"the Nasdaq now has been coming on strong and has gotten above your 4000 target. whats a next target you think and any resistance?"


Yeah, the Nasdaq Composite (COMP) this past week came on like gangbusters as the S&P slowed down, pointing to the 'rotational' nature of corrections in this super strong bull market we're in. (Now that small investors are buying in, it's 'officially' a bull market I suppose; OR, maybe nearer a correction!)

Unlike a situation where we could point to a prior high as possible resistance such as when the Dow got to the 14000 area, equaling the prior high monthly Close of October 2007, in COMP we can go back to the February 2000 Close at 4696, but that prior all-time high isn't of much help in gauging any NEAR resistance with today's monthly Close at 4059.

There's a couple of techniques I use to measure possible technical resistance in the absence of any prior peak that's at all close by:

1.) Assuming there's a dominate up trendline (one low or series of lows may cut through such a line), an upper price channel is constructed by drawing a line parallel to the up trendline that touches the highest prior high or a line of prior such highs.

Such an upper channel line(s) is seen next with the weekly COMP chart below. There are two upper channel lines I've been working with as the lower line connected to or touched the MOST number of prior highs and the higher line touched the highest prior high. Potential resistance implied by the upper end of COMP's broad uptrend channel is suggested in the 4082 area next.

However, in a strong runaway type bull move, prices do break out ABOVE the upper end of a price channel. Much if not most of the time, channel lines suggest areas where an advance will at least slow down. Exceptions of course occur, such as in monster bull moves. You can look at how 'overbought' this market is, as suggested by the Relative Strength Index (RSI) seen below, but so what! These are just indicators that can point out areas to expect a trend reversal, but in LESS powerful trends.

2.) Another way to measure potential resistance or to suggest a different type of 'overbought' situation is seen with the moving average envelope study or indicator. What has 'worked' quite well in past market cycles for the major indices (not in individual stocks) is to compute where prices would be 4-5 percent above or below a 'centered' 21-day moving average on a daily chart basis. In my next chart, of the daily COMP I've highlighted two moving average envelopes that 'float' 4% above and 4% below COMP's 21-day moving average.
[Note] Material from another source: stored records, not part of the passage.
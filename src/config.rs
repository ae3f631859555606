//! Application configuration loaded from environment variables.
//!
//! Cloud Run injects the OAuth client secret as an environment variable via
//! a Secret Manager binding, so everything is read once at startup.

use std::env;
use std::time::Duration;

/// Google's OAuth 2.0 token endpoint.
pub const DEFAULT_TOKEN_URI: &str = "https://oauth2.googleapis.com/token";

/// Public signing keys for Firebase Auth ID tokens, in JWK form.
pub const DEFAULT_FIREBASE_JWKS_URL: &str =
    "https://www.googleapis.com/service_accounts/v1/jwk/securetoken@system.gserviceaccount.com";

const DEFAULT_EXCHANGE_TIMEOUT_SECS: u64 = 10;
const DEFAULT_PERSIST_TIMEOUT_SECS: u64 = 10;

/// Application configuration, loaded once at startup.
#[derive(Debug, Clone)]
pub struct Config {
    // --- Environment Variables (non-sensitive) ---
    /// Google OAuth client ID (the web client the mobile app requests codes for)
    pub google_client_id: String,
    /// Redirect URI registered for the client. Must match the value the
    /// mobile app used when the authorization code was issued.
    pub oauth_redirect_uri: String,
    /// GCP project ID. Also the Firebase project, so it is the expected
    /// ID-token audience.
    pub gcp_project_id: String,
    /// Server port
    pub port: u16,
    /// Token endpoint used for the authorization-code exchange
    pub google_token_uri: String,
    /// JWKS endpoint for Firebase ID-token signing keys
    pub firebase_jwks_url: String,
    /// Upper bound on the outbound code exchange
    pub exchange_timeout: Duration,
    /// Upper bound on the Firestore merge write
    pub persist_timeout: Duration,

    // --- Secrets ---
    /// Google OAuth client secret
    pub google_client_secret: String,
}

impl Default for Config {
    /// Default config for testing only.
    fn default() -> Self {
        Self {
            google_client_id: "test-client-id.apps.googleusercontent.com".to_string(),
            oauth_redirect_uri: "https://relay.example.com/exchangeAuthCode".to_string(),
            gcp_project_id: "test-project".to_string(),
            port: 8080,
            google_token_uri: DEFAULT_TOKEN_URI.to_string(),
            firebase_jwks_url: DEFAULT_FIREBASE_JWKS_URL.to_string(),
            exchange_timeout: Duration::from_secs(DEFAULT_EXCHANGE_TIMEOUT_SECS),
            persist_timeout: Duration::from_secs(DEFAULT_PERSIST_TIMEOUT_SECS),
            google_client_secret: "test_secret".to_string(),
        }
    }
}

impl Config {
    /// Load configuration from environment variables.
    ///
    /// For local development, values can also come from a `.env` file.
    pub fn from_env() -> Result<Self, ConfigError> {
        dotenvy::dotenv().ok(); // Load .env file if present

        Ok(Self {
            google_client_id: env::var("GOOGLE_CLIENT_ID")
                .map(|v| v.trim().to_string())
                .map_err(|_| ConfigError::Missing("GOOGLE_CLIENT_ID"))?,
            oauth_redirect_uri: env::var("OAUTH_REDIRECT_URI")
                .map(|v| v.trim().to_string())
                .map_err(|_| ConfigError::Missing("OAUTH_REDIRECT_URI"))?,
            gcp_project_id: env::var("GCP_PROJECT_ID").unwrap_or_else(|_| "local-dev".to_string()),
            port: env::var("PORT")
                .unwrap_or_else(|_| "8080".to_string())
                .parse()
                .unwrap_or(8080),
            google_token_uri: env::var("GOOGLE_TOKEN_URI")
                .unwrap_or_else(|_| DEFAULT_TOKEN_URI.to_string()),
            firebase_jwks_url: env::var("FIREBASE_JWKS_URL")
                .unwrap_or_else(|_| DEFAULT_FIREBASE_JWKS_URL.to_string()),
            exchange_timeout: duration_secs("EXCHANGE_TIMEOUT_SECS", DEFAULT_EXCHANGE_TIMEOUT_SECS)?,
            persist_timeout: duration_secs("PERSIST_TIMEOUT_SECS", DEFAULT_PERSIST_TIMEOUT_SECS)?,

            // Secret Manager binding in prod, plain env var for local dev
            google_client_secret: env::var("GOOGLE_CLIENT_SECRET")
                .map(|v| v.trim().to_string())
                .map_err(|_| ConfigError::Missing("GOOGLE_CLIENT_SECRET"))?,
        })
    }
}

/// Read a positive number of seconds, falling back to `default` when unset.
fn duration_secs(name: &'static str, default: u64) -> Result<Duration, ConfigError> {
    let Ok(raw) = env::var(name) else {
        return Ok(Duration::from_secs(default));
    };

    match raw.trim().parse::<u64>() {
        Ok(secs) if secs > 0 => Ok(Duration::from_secs(secs)),
        _ => Err(ConfigError::Invalid(name, raw)),
    }
}

/// Configuration errors
#[derive(Debug, thiserror::Error)]
pub enum ConfigError {
    #[error("Missing required environment variable: {0}")]
    Missing(&'static str),

    #[error("Invalid value for {0}: {1:?}")]
    Invalid(&'static str, String),
}
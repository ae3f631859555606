// SPDX-License-Identifier: MIT
// Copyright 2026 Roland Dreier <roland@rolandd.dev>

//! HTTP route handlers.

pub mod exchange;

use crate::middleware::require_firebase_auth;
use crate::AppState;
use axum::{middleware, routing::get, Json, Router};
use serde::Serialize;
use std::sync::Arc;
use tower_http::trace::{DefaultMakeSpan, DefaultOnResponse, TraceLayer};
use tracing::Level;

#[derive(Serialize)]
pub struct HealthResponse {
    pub status: String,
    pub build_id: String,
}

/// Health check response
async fn health_check() -> Json<HealthResponse> {
    let build_id = option_env!("BUILD_ID").unwrap_or("unknown").to_string();
    Json(HealthResponse {
        status: "ok".to_string(),
        build_id,
    })
}

/// Build the complete router with all routes.
pub fn create_router(state: Arc<AppState>) -> Router {
    // Public routes (no auth required)
    let public_routes = Router::new().route("/health", get(health_check));

    // Protected routes (Firebase ID token required)
    let protected_routes = exchange::routes().route_layer(middleware::from_fn_with_state(
        state.clone(),
        require_firebase_auth,
    ));

    Router::new()
        .merge(public_routes)
        .merge(protected_routes)
        .layer(middleware::from_fn(
            crate::middleware::security::add_security_headers,
        ))
        .layer(
            TraceLayer::new_for_http()
                .make_span_with(DefaultMakeSpan::new().level(Level::INFO))
                .on_response(DefaultOnResponse::new().level(Level::INFO)),
        )
        .with_state(state)
}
The current upper moving average envelope line would suggest the Composite is not extremely 'extended', relative to the 21-day average (and relative to past periods), unless COMP had reached the 4129 area this past week.

Looking at a weekly chart uptrend channel line for the big cap Nasdaq 100 (NDX) highlighted below, there's implied 'resistance' if NDX gets to the 3532 area in the coming week.

However, in such a strong bull market as this one, the Nas 100 might just sail through the upper end of its uptrend channel seen below, even though the 13-week RSI would suggest that NDX is already at an overbought extreme with a 'usual' lower probability of a new up leg. Again, I'll next go back to the NDX daily chart and use the 4% moving average envelope lines to also gauge where the Nasdaq 100 might hit potential 'resistance' and be as far extended (on the upside) as would typically be the case for this Index in past market cycles.

As was the case in the broad Nasdaq Composite seen first, the upper 4% (moving average) envelope line, as was the case back in May (2013) and in mid-July, suggests that NDX around 3547 would be about as far above the 21-day moving average as it typically gets; without either (at least) a slowing advance OR a sideways to lower correction. You can also see on the chart the point in June where NDX's intraday low (at 2825) got to a level 4% under the 21-day average which marked a major bottom. The 13-day RSI also got to a 'fully' oversold condition in that time frame. In an instance like this double occurrence, it was an excellent and 'low-risk' point to buy NDX calls (with both hands and feet!).